That which yields is not always weak. After Phèdre’s debut, offers flood in from the powerful for a night with Delaunay’s anguisette and the Spider is proven right: people let slip secrets in their passions. But it is gentle Alcuin who will take the greatest risk…
It’s time to return to Terre d’Ange for this week’s discussion of Kushiel’s Dart by Jacqueline Carey. Our host this week is Susan of Dab of Darkness.
The full list of questions can be checked out on Goodreads – as usual, I’ve picked a subset to discuss. Beware spoilers, as week two sees the plot begin to emerge after the world-building and context of the first week’s chapters.
We get a few more hints of magic or the supernatural in this section. Phèdre sees Kushiel’s visage after Alcuin is injured; Hyacinthe’s mom & he himself both have things revealed via the dromonde; that moment of deep peace at Elua’s statue. What do you think of magic in this world?
Is it betraying cynicism or mysticism that my automatic reaction was ‘what magic’?
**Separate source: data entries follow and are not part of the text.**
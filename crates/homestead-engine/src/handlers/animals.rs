//! Animal purchase.

use homestead_core::board::{Board, BoardMode, build_board};
use homestead_db::{AnimalStore, InventoryStore, PlotStore};
use homestead_types::{Animal, BoardPosition, GuildId, Plot, UserId};
use tracing::info;

use super::plots::newborn_for;
use super::{Homestead, Outcome, reject};
use crate::error::HandlerError;
use crate::rejection::Rejection;

/// A committed animal purchase.
#[derive(Debug, Clone, PartialEq)]
pub struct AnimalPurchase {
    /// The plot the animal joined.
    pub plot: Plot,
    /// The new animal.
    pub animal: Animal,
    /// Gold paid.
    pub price: u64,
    /// Balance after paying.
    pub balance: u64,
}

/// The board for choosing where a new animal goes.
#[derive(Debug, Clone, PartialEq)]
pub struct AnimalOffer {
    /// Price of the next animal.
    pub price: u64,
    /// Board with owned plots enabled.
    pub board: Board,
}

impl Homestead {
    /// Price of the next animal for `user`, counted across all their plots.
    pub async fn animal_price(&self, guild: GuildId, user: UserId) -> Result<u64, HandlerError> {
        let mut conn = self.pool().acquire().await?;
        let count = AnimalStore::new(&mut conn).count_for_owner(guild, user).await?;
        Ok(self.economy().animal_price(count))
    }

    /// Show the board of owned plots with the next animal's price.
    pub async fn animal_offer(
        &self,
        guild: GuildId,
        user: UserId,
    ) -> Result<AnimalOffer, HandlerError> {
        let mut conn = self.pool().acquire().await?;
        let count = AnimalStore::new(&mut conn).count_for_owner(guild, user).await?;
        let plots = PlotStore::new(&mut conn).list_for_user(guild, user).await?;
        Ok(AnimalOffer {
            price: self.economy().animal_price(count),
            board: build_board(guild, user, &plots, BoardMode::BuyAnimal)?,
        })
    }

    /// Buy a random animal for the plot at `position`.
    pub async fn buy_animal(
        &self,
        guild: GuildId,
        user: UserId,
        position: BoardPosition,
    ) -> Result<Outcome<AnimalPurchase>, HandlerError> {
        let mut tx = self.pool().begin().await?;
        let balance = InventoryStore::new(&mut tx).lock_balance(guild, user).await?;

        let Some(plot) = PlotStore::new(&mut tx).find_at(guild, user, position).await? else {
            return reject(tx, Rejection::PlotNotOwned { position }).await;
        };

        let count = AnimalStore::new(&mut tx).count_for_owner(guild, user).await?;
        let price = self.economy().animal_price(count);
        if price > balance {
            let rejection = Rejection::InsufficientFunds {
                required: price,
                available: balance,
            };
            return reject(tx, rejection).await;
        }

        let newborn = newborn_for(plot.plot_type)?;
        let animal = Animal::new(newborn.animal_type, &plot, newborn.production_rate)?;
        AnimalStore::new(&mut tx).insert(&animal).await?;

        let Some(balance) = InventoryStore::new(&mut tx).debit(guild, user, price).await? else {
            let rejection = Rejection::InsufficientFunds {
                required: price,
                available: balance,
            };
            return reject(tx, rejection).await;
        };

        tx.commit().await?;

        info!(
            guild = %guild,
            user = %user,
            position = %position,
            animal = %animal.animal_type,
            production_rate = animal.production_rate,
            price,
            balance,
            "Animal purchased"
        );

        Ok(Outcome::Done(AnimalPurchase {
            plot,
            animal,
            price,
            balance,
        }))
    }
}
I can (and typically do) read it as presented: the demi-gods are close to their people, and as one of their chosen they are particularly close to Phèdre. It’s not magic, it’s divinity. She lives in the palm of Kushiel’s hand; she is beloved of Elua and Naamah for her service. At key moments, she is aware of and reassured by this, giving us some gorgeous moments. For me, this is the active touch of the gods on this version of the world, and I love it (see also: the Master of the Straits, about whom we’re starting to hear more this week). Objectively, yes, I guess I should consider this magic, but… apparently I don’t.
Or I can don my robe and play devil’s advocate: it’s clear that Phèdre is quietly but deeply religious (as I’m coming to recognise not all d’Angelines are). Her visions are a product of her faith, comforting her when she is in pain or distress – or, as in the Temple, meditating. Faith produces proofs for itself, forever dividing believers and cynics. This can’t really explain the Master of the Straits though, as he’s rather a lot more than just bad local weather!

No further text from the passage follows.